In this lab, you will analyze NFL team performance data using Generalized Linear Models (GLMs). You'll utilize the `nfl_data_py` or `nflfastR` to perform your analysis.

**Learning Objectives**
- Data Retrieval: Learn how to fetch and manipulate NFL data using `nfl_data_py` or `nflfastR`.
- Data Preprocessing: Clean and prepare the dataset for modeling.
- GLM Modeling: Understand and apply GLMs to model NFL team performance.
- Interpretation: Interpret the results of your GLM and derive meaningful insights.

**Assignment Overview**

You will perform the following tasks:

- Setup and Data Retrieval
- Data Preprocessing / EDA
  - Build upon feedback and extra functions / methods we have covered in class.
- GLM Modeling
  - Choose an appropriate GLM for modeling team performance.
  - Fit the model and check for assumptions.
- Results Interpretation
  - Analyze the output of your GLM.
  - Discuss the implications of your findings.
- Reporting
  - Summarize your methodology, results, and conclusions in a brief report.

**Extra Resources**
- [nfl_data_py Documentation](https://pypi.org/project/nfl-data-py/)
- [nflfastR Documentation](https://www.nflfastr.com/)
- [nflfastR Data Dictionary](https://www.nflfastr.com/articles/field_descriptions.html)
- [Generalized Linear Models in Python: A Comprehensive Guide](https://statisticseasily.com/generalized-linear-models-in-python/#google_vignette)
- [GLM guide in R](https://albert-rapp.de/posts/14_glms/14_glms)

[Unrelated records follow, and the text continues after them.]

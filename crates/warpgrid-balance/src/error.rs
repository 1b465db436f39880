//! Error types for the balancing core.

use thiserror::Error;

/// Result type alias for balance model construction.
pub type ModelResult<T> = Result<T, ModelError>;

/// Result type alias for settings loading and validation.
pub type ConfigResult<T> = Result<T, ConfigError>;

/// Inconsistencies in the cluster or workload snapshot.
///
/// Upstream collaborators validate snapshots before handing them over, so
/// any of these means a programming or configuration error. The builder
/// never returns a partially built model.
#[derive(Debug, Error)]
pub enum ModelError {
    #[error("service {service}: replica on node {node} reports {actual} loads for {expected} metrics")]
    LoadCountMismatch {
        service: String,
        node: usize,
        expected: usize,
        actual: usize,
    },

    #[error("service {service}: node index {node} out of bounds ({node_count} nodes)")]
    NodeIndexOutOfBounds {
        service: String,
        node: usize,
        node_count: usize,
    },

    #[error("metric {metric}: reservation load {load} is negative")]
    NegativeReservation { metric: String, load: i64 },

    #[error("metric {metric}: duplicate metric in service {service}")]
    DuplicateMetric { service: String, metric: String },

    #[error("invalid settings: {0}")]
    Config(#[from] ConfigError),
}

/// Errors raised while loading or validating [`Settings`](crate::config::Settings).
#[derive(Debug, Error)]
pub enum ConfigError {
    #[error("failed to read settings file: {0}")]
    Io(#[from] std::io::Error),

    #[error("failed to parse settings: {0}")]
    Parse(#[from] toml::de::Error),

    #[error("failed to serialize settings: {0}")]
    Serialize(#[from] toml::ser::Error),

    #[error("metric {metric}: balancing threshold {value} must be 0 or at least 1.0")]
    InvalidBalancingThreshold { metric: String, value: f64 },

    #[error("{name} must be within [0, 1], got {value}")]
    OutOfUnitRange { name: String, value: f64 },

    #[error("{name} must not be negative, got {value}")]
    Negative { name: String, value: f64 },
}
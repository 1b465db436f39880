pub mod candidates;
pub mod score;

use std::path::Path;

use anyhow::Context;
use warpgrid_balance::{BalanceModel, BalanceModelBuilder, ClusterSnapshot, Settings};

/// Load the snapshot and settings files and build the balance model.
pub fn load_model(snapshot: &str, settings: Option<&str>) -> anyhow::Result<(BalanceModel, Settings)> {
    let settings = match settings {
        Some(path) => Settings::from_file(Path::new(path))
            .with_context(|| format!("loading settings from {path}"))?,
        None => Settings::default(),
    };
    let json = std::fs::read_to_string(snapshot)
        .with_context(|| format!("reading snapshot {snapshot}"))?;
    let snapshot = ClusterSnapshot::from_json(&json)
        .with_context(|| format!("parsing snapshot {snapshot}"))?;

    let model = BalanceModelBuilder::new(&settings).build(&snapshot)?;
    Ok((model, settings))
}

#[cfg(test)]
pub(crate) mod fixtures {
    use std::io::Write;

    pub const SNAPSHOT: &str = r#"{
        "nodes": [
            { "node_id": "a", "is_up": true, "fault_domain": "fd:/dc1", "upgrade_domain": "ud0", "capacities": { "Memory": 100 } },
            { "node_id": "b", "is_up": true, "fault_domain": "fd:/dc2", "upgrade_domain": "ud1", "capacities": { "Memory": 100 } },
            { "node_id": "c", "is_up": true, "fault_domain": "fd:/dc3", "upgrade_domain": "ud2", "capacities": { "Memory": 100 } }
        ],
        "services": [
            { "name": "cache", "metrics": [{ "name": "Memory", "weight": 1.0 }],
              "replicas": [
                { "node_index": 0, "loads": [0] },
                { "node_index": 1, "loads": [50] },
                { "node_index": 2, "loads": [50] }
              ] }
        ]
    }"#;

    pub const SETTINGS: &str = r#"
[placement_strategy]
Memory = "reservation"

[defragmentation_empty_node_targets]
Memory = 1.0
"#;

    pub fn write(dir: &tempfile::TempDir, name: &str, content: &str) -> String {
        let path = dir.path().join(name);
        let mut file = std::fs::File::create(&path).unwrap();
        file.write_all(content.as_bytes()).unwrap();
        path.to_string_lossy().into_owned()
    }
}
//! Tracked metrics and load-balancing domains.

use crate::config::{DefragDistribution, PlacementStrategy};

/// One tracked resource dimension inside a load-balancing domain.
///
/// Built once per scheduling pass. Only `is_balanced` changes afterwards,
/// and only on the score's own copy of the domain list.
#[derive(Debug, Clone)]
pub struct Metric {
    pub name: String,
    pub weight: f64,
    /// `0.0` never balances; otherwise at least `1.0`.
    pub balancing_threshold: f64,
    pub activity_threshold: i64,
    pub cluster_total_capacity: i64,
    pub cluster_buffered_capacity: i64,
    pub cluster_load: i64,
    /// Indexed by node; `true` when the node may not carry this metric.
    pub blocked_nodes: Vec<bool>,
    pub is_defrag: bool,
    /// The reservation based ("scoped") defrag algorithm is enabled.
    pub scoped_defrag: bool,
    /// Nodes to keep empty; `-1` when unset.
    pub defrag_empty_node_count: i64,
    /// Load reserved per emptied node.
    pub reservation_load: i64,
    pub defrag_distribution: DefragDistribution,
    pub placement_strategy: PlacementStrategy,
    pub empty_node_weight: f64,
    pub non_empty_node_weight: f64,
    pub balancing_by_percentage: bool,
    pub index_in_domain: usize,
    pub total_index: usize,
    /// Position of the metric with the same name in the global domain, used
    /// for node capacity lookups.
    pub index_in_global_domain: usize,
    pub is_balanced: bool,
}

impl Metric {
    /// Panics when the metric violates a construction-time invariant.
    pub fn check_invariants(&self) {
        assert!(
            self.balancing_threshold == 0.0 || self.balancing_threshold >= 1.0,
            "metric {}: balancing threshold {} must be 0 or >= 1",
            self.name,
            self.balancing_threshold
        );
        assert!(self.weight >= 0.0, "metric {}: negative weight", self.name);
        assert!(self.reservation_load >= 0, "metric {}: negative reservation", self.name);
    }

    pub fn is_valid_node(&self, node_index: usize) -> bool {
        !self.blocked_nodes.get(node_index).copied().unwrap_or(false)
    }

    pub fn is_scoped_defrag(&self) -> bool {
        self.is_defrag && self.scoped_defrag
    }

    /// Number of nodes the scoped defrag algorithm tries to keep empty.
    pub fn defrag_target(&self) -> usize {
        self.defrag_empty_node_count.max(0) as usize
    }
}

/// A group of metrics scored together: one per non-singleton service plus
/// the global domain, which is always last.
#[derive(Debug, Clone)]
pub struct LoadBalancingDomain {
    pub metrics: Vec<Metric>,
    pub metric_weight_sum: f64,
    /// Total index of the first metric of this domain.
    pub metric_start_index: usize,
    /// Owning service; `None` for the global domain.
    pub service_index: Option<usize>,
}

impl LoadBalancingDomain {
    pub fn is_global(&self) -> bool {
        self.service_index.is_none()
    }

    pub fn metric_count(&self) -> usize {
        self.metrics.len()
    }

    pub fn total_index(&self, index_in_domain: usize) -> usize {
        self.metric_start_index + index_in_domain
    }

    pub fn metric(&self, name: &str) -> Option<&Metric> {
        self.metrics.iter().find(|m| m.name == name)
    }
}

#[cfg(test)]
pub(crate) fn test_metric(name: &str, total_index: usize, node_count: usize) -> Metric {
    Metric {
        name: name.to_string(),
        weight: 1.0,
        balancing_threshold: 1.0,
        activity_threshold: 0,
        cluster_total_capacity: 0,
        cluster_buffered_capacity: 0,
        cluster_load: 0,
        blocked_nodes: vec![false; node_count],
        is_defrag: false,
        scoped_defrag: false,
        defrag_empty_node_count: -1,
        reservation_load: 0,
        defrag_distribution: DefragDistribution::SpreadAcrossFdsUds,
        placement_strategy: PlacementStrategy::Balancing,
        empty_node_weight: 1.0,
        non_empty_node_weight: 1.0,
        balancing_by_percentage: false,
        index_in_domain: total_index,
        total_index,
        index_in_global_domain: total_index,
        is_balanced: false,
    }
}

#[cfg(test)]
mod tests {
    use super::*;

    #[test]
    #[should_panic(expected = "balancing threshold")]
    fn fractional_threshold_panics() {
        let mut metric = test_metric("Memory", 0, 2);
        metric.balancing_threshold = 0.5;
        metric.check_invariants();
    }

    #[test]
    fn blocked_nodes_are_invalid() {
        let mut metric = test_metric("Memory", 0, 3);
        metric.blocked_nodes[1] = true;
        assert!(metric.is_valid_node(0));
        assert!(!metric.is_valid_node(1));
        assert!(metric.is_valid_node(7));
    }

    #[test]
    fn scoped_requires_defrag() {
        let mut metric = test_metric("Memory", 0, 1);
        metric.scoped_defrag = true;
        assert!(!metric.is_scoped_defrag());
        metric.is_defrag = true;
        assert!(metric.is_scoped_defrag());
        assert_eq!(metric.defrag_target(), 0);
    }
}
// ── Model ──────────────────────────────────────────────────────────

/// Result of one build. Cloned for each independent search.
#[derive(Debug, Clone)]
pub struct BalanceModel {
    pub nodes: Vec<NodeEntry>,
    /// Local domains followed by the global domain.
    pub domains: Vec<LoadBalancingDomain>,
    pub fault_domains: Option<DomainTree<DomainData>>,
    pub upgrade_domains: Option<DomainTree<DomainData>>,
    pub total_metric_count: usize,
    pub global_metric_count: usize,
    pub total_replica_count: usize,
    pub exist_defrag_metric: bool,
    pub exist_scoped_defrag_metric: bool,
    pub down_nodes: Vec<usize>,
    pub deactivated_placement_allowed_nodes: Vec<usize>,
    pub deactivated_every_node_allowed_nodes: Vec<usize>,
    pub deactivated_nodes: Vec<usize>,
    metric_locations: Vec<(usize, usize)>,
    global_metric_indices: HashMap<String, usize>,
}

impl BalanceModel {
    pub fn global_domain(&self) -> &LoadBalancingDomain {
        &self.domains[self.domains.len() - 1]
    }

    pub fn local_domains(&self) -> &[LoadBalancingDomain] {
        &self.domains[..self.domains.len() - 1]
    }

    /// Panics on an unknown index.
    pub fn metric_by_total_index(&self, total_index: usize) -> &Metric {
        let (domain, local) = self.metric_locations[total_index];
        &self.domains[domain].metrics[local]
    }

    pub fn global_metric_index(&self, name: &str) -> Option<usize> {
        self.global_metric_indices.get(name).copied()
    }

    /// Total index of the global metric called `name`.
    pub fn global_total_index(&self, name: &str) -> Option<usize> {
        self.global_metric_index(name)
            .map(|g| self.global_domain().total_index(g))
    }

    pub fn node_capacity(&self, node: usize, total_index: usize) -> i64 {
        let global = self.metric_by_total_index(total_index).index_in_global_domain;
        self.nodes[node].total_capacities[global]
    }

    pub fn node_capacity_ratio(&self, node: usize, total_index: usize) -> u32 {
        let global = self.metric_by_total_index(total_index).index_in_global_domain;
        self.nodes[node].capacity_ratios[global]
    }

    /// Total indices of metrics using the scoped defrag algorithm.
    pub fn scoped_defrag_metric_indices(&self) -> Vec<usize> {
        self.domains
            .iter()
            .flat_map(|d| d.metrics.iter())
            .filter(|m| m.is_scoped_defrag())
            .map(|m| m.total_index)
            .collect()
    }

    pub fn up_node_count(&self) -> usize {
        self.nodes.iter().filter(|n| n.is_up).count()
    }
}
//! Fault and upgrade domain trees.
//!
//! A `DomainTree<T>` mirrors the hierarchy of domain paths (`dc1/rack2`)
//! with one payload per tree node. The builder creates a
//! `DomainTree<DomainData>` once per pass; per-domain load accumulators are
//! derived from it with [`DomainTree::map`]. After construction the shape
//! never changes and nodes are only addressed through [`TreeNodeIndex`].

use serde::{Deserialize, Serialize};

/// Position of a tree node as the list of child offsets from the root.
///
/// Used as an opaque grouping key once the tree is built.
#[derive(Debug, Clone, PartialEq, Eq, Hash, PartialOrd, Ord, Default, Serialize, Deserialize)]
pub struct TreeNodeIndex(Vec<usize>);

impl TreeNodeIndex {
    pub fn root() -> Self {
        Self(Vec::new())
    }

    pub fn offsets(&self) -> &[usize] {
        &self.0
    }

    pub fn depth(&self) -> usize {
        self.0.len()
    }

    pub fn is_root(&self) -> bool {
        self.0.is_empty()
    }
}

/// Payload of the structural tree built from node domain paths.
#[derive(Debug, Clone, Copy, Default, PartialEq, Eq)]
pub struct DomainData {
    /// Cluster nodes rooted under this prefix.
    pub node_count: usize,
}

#[derive(Debug, Clone)]
pub struct DomainNode<T> {
    segment: String,
    data: T,
    children: Vec<DomainNode<T>>,
}

impl<T> DomainNode<T> {
    fn new(segment: String, data: T) -> Self {
        Self {
            segment,
            data,
            children: Vec::new(),
        }
    }

    pub fn segment(&self) -> &str {
        &self.segment
    }

    pub fn data(&self) -> &T {
        &self.data
    }

    pub fn children(&self) -> &[DomainNode<T>] {
        &self.children
    }

    pub fn is_leaf(&self) -> bool {
        self.children.is_empty()
    }

    fn map<U>(&self, f: &mut impl FnMut(&T) -> U) -> DomainNode<U> {
        DomainNode {
            segment: self.segment.clone(),
            data: f(&self.data),
            children: self.children.iter().map(|child| child.map(f)).collect(),
        }
    }

    fn collect_leaves<'a>(&'a self, path: &mut Vec<usize>, out: &mut Vec<(TreeNodeIndex, &'a T)>) {
        if self.children.is_empty() {
            out.push((TreeNodeIndex(path.clone()), &self.data));
            return;
        }
        for (offset, child) in self.children.iter().enumerate() {
            path.push(offset);
            child.collect_leaves(path, out);
            path.pop();
        }
    }
}

#[derive(Debug, Clone)]
pub struct DomainTree<T> {
    root: DomainNode<T>,
}

impl DomainTree<DomainData> {
    /// Build the tree from one segment path per cluster node.
    ///
    /// Paths are inserted in sorted order so that child offsets do not
    /// depend on node order. Returns the index of each input path, in input
    /// order.
    pub fn from_paths<S: AsRef<str>>(paths: &[Vec<S>]) -> (Self, Vec<TreeNodeIndex>) {
        let mut root = DomainNode::new(String::new(), DomainData::default());

        let mut order: Vec<usize> = (0..paths.len()).collect();
        order.sort_by(|&a, &b| {
            let lhs = paths[a].iter().map(AsRef::as_ref);
            let rhs = paths[b].iter().map(AsRef::as_ref);
            lhs.cmp(rhs)
        });

        let mut indices = vec![TreeNodeIndex::root(); paths.len()];
        for position in order {
            let mut offsets = Vec::with_capacity(paths[position].len());
            let mut current = &mut root;
            current.data.node_count += 1;
            for segment in &paths[position] {
                let segment = segment.as_ref();
                let offset = match current.children.iter().position(|c| c.segment == segment) {
                    Some(offset) => offset,
                    None => {
                        current
                            .children
                            .push(DomainNode::new(segment.to_string(), DomainData::default()));
                        current.children.len() - 1
                    }
                };
                offsets.push(offset);
                current = &mut current.children[offset];
                current.data.node_count += 1;
            }
            indices[position] = TreeNodeIndex(offsets);
        }

        (Self { root }, indices)
    }
}

impl<T> DomainTree<T> {
    pub fn root(&self) -> &DomainNode<T> {
        &self.root
    }

    /// Copy the tree shape while transforming every payload.
    pub fn map<U>(&self, mut f: impl FnMut(&T) -> U) -> DomainTree<U> {
        DomainTree {
            root: self.root.map(&mut f),
        }
    }

    pub fn get(&self, index: &TreeNodeIndex) -> Option<&T> {
        let mut current = &self.root;
        for &offset in index.offsets() {
            current = current.children.get(offset)?;
        }
        Some(&current.data)
    }

    pub fn get_mut(&mut self, index: &TreeNodeIndex) -> Option<&mut T> {
        let mut current = &mut self.root;
        for &offset in index.offsets() {
            current = current.children.get_mut(offset)?;
        }
        Some(&mut current.data)
    }

    /// Apply `f` to every payload from the root down to `index`, inclusive.
    pub fn for_each_on_path_mut(&mut self, index: &TreeNodeIndex, mut f: impl FnMut(&mut T)) {
        let mut current = &mut self.root;
        f(&mut current.data);
        for &offset in index.offsets() {
            current = &mut current.children[offset];
            f(&mut current.data);
        }
    }

    /// Leaf payloads with their indices, depth first.
    pub fn leaves(&self) -> Vec<(TreeNodeIndex, &T)> {
        let mut out = Vec::new();
        let mut path = Vec::new();
        self.root.collect_leaves(&mut path, &mut out);
        out
    }

    /// Domain path of `index` joined with `/`.
    pub fn path_name(&self, index: &TreeNodeIndex) -> Option<String> {
        let mut current = &self.root;
        let mut segments = Vec::with_capacity(index.depth());
        for &offset in index.offsets() {
            current = current.children.get(offset)?;
            segments.push(current.segment.as_str());
        }
        Some(segments.join("/"))
    }
}

/// Split a fault domain such as `fd:/dc1/rack2` into its segments.
pub fn split_domain_path(path: &str) -> Vec<String> {
    let trimmed = path.strip_prefix("fd:").unwrap_or(path);
    trimmed
        .split('/')
        .filter(|s| !s.is_empty())
        .map(str::to_string)
        .collect()
}

#[cfg(test)]
mod tests {
    use super::*;

    fn paths(raw: &[&str]) -> Vec<Vec<String>> {
        raw.iter().map(|p| split_domain_path(p)).collect()
    }

    #[test]
    fn splits_fault_domain_paths() {
        assert_eq!(split_domain_path("fd:/dc1/rack2"), vec!["dc1", "rack2"]);
        assert_eq!(split_domain_path("dc1/rack2/"), vec!["dc1", "rack2"]);
        assert!(split_domain_path("").is_empty());
    }

    #[test]
    fn counts_nodes_per_prefix() {
        let (tree, indices) = DomainTree::from_paths(&paths(&["dc1/r1", "dc1/r2", "dc2/r1", "dc1/r1"]));

        assert_eq!(tree.root().data().node_count, 4);
        assert_eq!(tree.root().children().len(), 2);
        assert_eq!(tree.root().children()[0].segment(), "dc1");
        assert_eq!(tree.root().children()[0].data().node_count, 3);
        assert_eq!(indices[0], indices[3]);
        assert_ne!(indices[0], indices[1]);
        assert_eq!(tree.get(&indices[2]).unwrap().node_count, 1);
        assert_eq!(tree.path_name(&indices[1]).unwrap(), "dc1/r2");
    }

    #[test]
    fn indices_do_not_depend_on_input_order() {
        let (_, forward) = DomainTree::from_paths(&paths(&["b", "a"]));
        let (_, reverse) = DomainTree::from_paths(&paths(&["a", "b"]));
        assert_eq!(forward[0], reverse[1]);
        assert_eq!(forward[1], reverse[0]);
    }

    #[test]
    fn map_preserves_shape() {
        let (tree, indices) = DomainTree::from_paths(&paths(&["dc1/r1", "dc2/r1"]));
        let mut loads = tree.map(|data| data.node_count as i64 * 10);

        loads.for_each_on_path_mut(&indices[1], |v| *v += 1);

        assert_eq!(*loads.root().data(), 21);
        assert_eq!(*loads.get(&indices[1]).unwrap(), 11);
        assert_eq!(*loads.get(&indices[0]).unwrap(), 10);
        assert_eq!(loads.leaves().len(), 2);
    }

    #[test]
    fn missing_index_returns_none() {
        let (tree, _) = DomainTree::from_paths(&paths(&["a"]));
        assert!(tree.get(&TreeNodeIndex(vec![5])).is_none());
    }
}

**Potential Areas to Explore**
- Predicting Touchdown Probability
  - Estimate the probability of a play resulting in a touchdown based on game and play characteristics.
  - Model: Logistic Regression.
- Estimating Player Performance with Poisson Regression
  - Predict the number of tackles a defensive player makes in a game (count data).
- Assessing Penalty Likelihood
  - Predict the probability of a penalty occurring on a play.
  - Model: Logistic Regression
- Evaluating Defensive Sack Rates
  - Analyze factors that contribute to the likelihood of a quarterback sack.
  - Model: Logistic Regression.
- Modeling Over/Under Betting Outcomes
  - Objective: Predict if the total game score will be over or under the bookmaker's line.
  - Model: Logistic Regression.